А Ницше… Несмотря на молодое тело, рассудком он был так же стар, как и я. А может быть, и моложе – ведь первая его жизнь была короче. Но по уровню общения, по соотношению времени, в котором жил я, и времени философа, я невольно сравнивал Ницше и своего деда. Тот, конечно, с Вагнером знаком не был, но видел на войне Георгия Жукова. Кажется, на его глазах Маршал Победы расстрелял провинившегося в чем-то лейтенанта. Дедушка не любил рассказывать эту историю.

Как бы там ни было, знакомство Ницше и Вагнера было легендарным. А я ведь тоже кое-что видел и кое-кого знал. Для кого-то в будущем некоторые мои друзья стали легендой. И они вполне этого достойны! Хотя все мы легенды, только некоторые – яркие и героические, а некоторые – тусклые и даже нудные.

Звучание динамиков комма было объемным и громким, но все же не слишком качественным. Аппарат не предназначался для воспроизведения классической музыки на открытых полянах, при шуме деревьев и журчании ручья. Но Фридрих Вильгельм, похоже, получал истинное удовольствие. Неужели мне и правда удалось войти к нему в доверие? Спросить бы об этом Галахада, у которого есть записи всех контактов с философом, но я сам же попросил его не вмешиваться…

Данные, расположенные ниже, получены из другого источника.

//! Prometheus metrics for the ingestion/aggregation pipeline.
//!
//! This module provides metrics for:
//! - WebSocket message throughput and processing latency per venue
//! - Reconnects, parse errors, and permanent connector stops
//! - Consolidation cycle count and latency
//! - Snapshot distribution to subscribers

use std::time::Instant;

use metrics::{counter, describe_counter, describe_histogram, histogram};
use metrics_exporter_prometheus::{BuildError, PrometheusBuilder, PrometheusHandle};
use once_cell::sync::OnceCell;
use tracing::debug;

use crate::venue::Venue;

// === Metric Name Constants ===

/// WebSocket messages received counter metric name.
pub const METRIC_WS_MESSAGES_RECEIVED: &str = "ws_messages_received_total";
/// WebSocket message processing latency metric name.
pub const METRIC_WS_MESSAGE_LATENCY: &str = "ws_message_latency_ms";
/// WebSocket reconnects counter metric name.
pub const METRIC_WS_RECONNECTS: &str = "ws_reconnects_total";
/// Parse errors counter metric name.
pub const METRIC_PARSE_ERRORS: &str = "parse_errors_total";
/// Permanently stopped connectors counter metric name.
pub const METRIC_CONNECTORS_STOPPED: &str = "connectors_stopped_total";
/// Consolidation cycles counter metric name.
pub const METRIC_CONSOLIDATION_CYCLES: &str = "consolidation_cycles_total";
/// Consolidation latency metric name.
pub const METRIC_CONSOLIDATION_LATENCY: &str = "consolidation_latency_ms";
/// Snapshots streamed to subscribers counter metric name.
pub const METRIC_SNAPSHOTS_STREAMED: &str = "snapshots_streamed_total";
/// Subscriber sessions opened counter metric name.
pub const METRIC_SUBSCRIBER_SESSIONS: &str = "subscriber_sessions_total";

static PROMETHEUS_HANDLE: OnceCell<PrometheusHandle> = OnceCell::new();

/// Install the Prometheus recorder and keep its handle for rendering.
///
/// Call once at startup, before any metric is emitted.
pub fn install_recorder() -> Result<(), BuildError> {
    let handle = PrometheusBuilder::new().install_recorder()?;
    let _ = PROMETHEUS_HANDLE.set(handle);
    Ok(())
}

/// Render the current metric registry in Prometheus exposition format.
///
/// Returns an empty string when no recorder is installed (tests).
pub fn render() -> String {
    PROMETHEUS_HANDLE
        .get()
        .map(|handle| handle.render())
        .unwrap_or_default()
}

/// Initialize all metric descriptions.
/// Call this once at startup to register metrics with descriptions.
pub fn init_metrics() {
    describe_counter!(
        METRIC_WS_MESSAGES_RECEIVED,
        "Total number of WebSocket messages received per venue"
    );
    describe_histogram!(
        METRIC_WS_MESSAGE_LATENCY,
        "WebSocket message processing latency in milliseconds"
    );
    describe_counter!(
        METRIC_WS_RECONNECTS,
        "Total number of WebSocket reconnections per venue"
    );
    describe_counter!(
        METRIC_PARSE_ERRORS,
        "Total number of discarded unparseable messages per venue"
    );
    describe_counter!(
        METRIC_CONNECTORS_STOPPED,
        "Total number of connectors stopped permanently"
    );
    describe_counter!(
        METRIC_CONSOLIDATION_CYCLES,
        "Total number of completed consolidation cycles"
    );
    describe_histogram!(
        METRIC_CONSOLIDATION_LATENCY,
        "Consolidated book rebuild latency in milliseconds"
    );
    describe_counter!(
        METRIC_SNAPSHOTS_STREAMED,
        "Total number of snapshots written to subscriber sessions"
    );
    describe_counter!(
        METRIC_SUBSCRIBER_SESSIONS,
        "Total number of subscriber sessions opened"
    );

    debug!("Metrics initialized");
}

/// Increment WebSocket messages received counter for a venue.
pub fn inc_ws_messages_received(venue: Venue) {
    counter!(METRIC_WS_MESSAGES_RECEIVED, "venue" => venue.to_string()).increment(1);
}

/// Record WebSocket message processing latency.
pub fn record_ws_message_latency(start: Instant) {
    let latency_ms = start.elapsed().as_secs_f64() * 1000.0;
    histogram!(METRIC_WS_MESSAGE_LATENCY).record(latency_ms);
}

/// Increment WebSocket reconnects counter for a venue.
pub fn inc_ws_reconnects(venue: Venue) {
    counter!(METRIC_WS_RECONNECTS, "venue" => venue.to_string()).increment(1);
}

/// Increment parse errors counter for a venue.
pub fn inc_parse_errors(venue: Venue) {
    counter!(METRIC_PARSE_ERRORS, "venue" => venue.to_string()).increment(1);
}

/// Increment stopped connectors counter for a venue.
pub fn inc_connectors_stopped(venue: Venue) {
    counter!(METRIC_CONNECTORS_STOPPED, "venue" => venue.to_string()).increment(1);
}

/// Increment the consolidation cycle counter.
pub fn inc_consolidation_cycles() {
    counter!(METRIC_CONSOLIDATION_CYCLES).increment(1);
}

/// Record consolidation rebuild latency.
pub fn record_consolidation_latency(start: Instant) {
    let latency_ms = start.elapsed().as_secs_f64() * 1000.0;
    histogram!(METRIC_CONSOLIDATION_LATENCY).record(latency_ms);
}

/// Increment the snapshots streamed counter.
pub fn inc_snapshots_streamed() {
    counter!(METRIC_SNAPSHOTS_STREAMED).increment(1);
}

/// Increment the subscriber sessions counter.
pub fn inc_subscriber_sessions() {
    counter!(METRIC_SUBSCRIBER_SESSIONS).increment(1);
}
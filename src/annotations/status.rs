//! Status write-back annotation.
//!
//! The controller reports each source's outcome as an annotation the
//! watching collaborator writes back onto the originating object.

use serde::{Deserialize, Serialize};

use crate::error::CompileError;
use crate::rules::Annotations;

pub const STATUS_ANNOTATION: &str = "bfe.ingress.kubernetes.io/bfe-ingress-status";

#[derive(Debug, Clone, Copy, PartialEq, Eq, Serialize, Deserialize)]
#[serde(rename_all = "lowercase")]
pub enum Status {
    Success,
    Error,
}

/// Value stored under [`STATUS_ANNOTATION`].
#[derive(Debug, Clone, PartialEq, Eq, Serialize, Deserialize)]
pub struct StatusValue {
    pub status: Status,
    #[serde(default, skip_serializing_if = "String::is_empty")]
    pub message: String,
}

impl StatusValue {
    pub fn from_result(result: &Result<(), CompileError>) -> Self {
        match result {
            Ok(()) => Self {
                status: Status::Success,
                message: String::new(),
            },
            Err(e) => Self {
                status: Status::Error,
                message: e.to_string(),
            },
        }
    }

    /// JSON rendering for the annotation value.
    pub fn render(&self) -> String {
        serde_json::to_string(self).unwrap_or_else(|_| String::from(r#"{"status":"error"}"#))
    }
}

/// Drop the status annotation so a write-back never alters a fingerprint.
pub fn strip(annotations: &Annotations) -> Annotations {
    let mut stripped = annotations.clone();
    stripped.remove(STATUS_ANNOTATION);
    stripped
}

– Фридрих, а ты не думал уехать домой? В какую-нибудь из земель, где живут немцы? Или побывать на Луне? – спросил я.

Философ посмотрел на меня косо:

– Почему спрашиваешь?

– В мире тысячи людей, на которых твоя философия оказала существенное влияние. Тебе не хочется с ними общаться?

– Тысячи? – презрительно бросил Фридрих Вильгельм. – Миллионы. Миллиарды. Заратустра шагал по земле победителем. Но путь пророка – путь одиночества. Здесь, среди несовершенных людей, диких зверей и сурового климата, мой дух совершенствуется. Я вернусь к тем, кто заслуживает света моей воли, когда стану по-настоящему сильным, когда смогу двигать взглядом горы и срывать с неба звезды. Не думаю, что ты сможешь сопровождать меня, – печать истинного благородства не лежит на твоем челе, я вижу разум не гордый, но суетливый и утилитарный, мелкий и скупой. Однако ты сможешь служить победителям и быть счастливым.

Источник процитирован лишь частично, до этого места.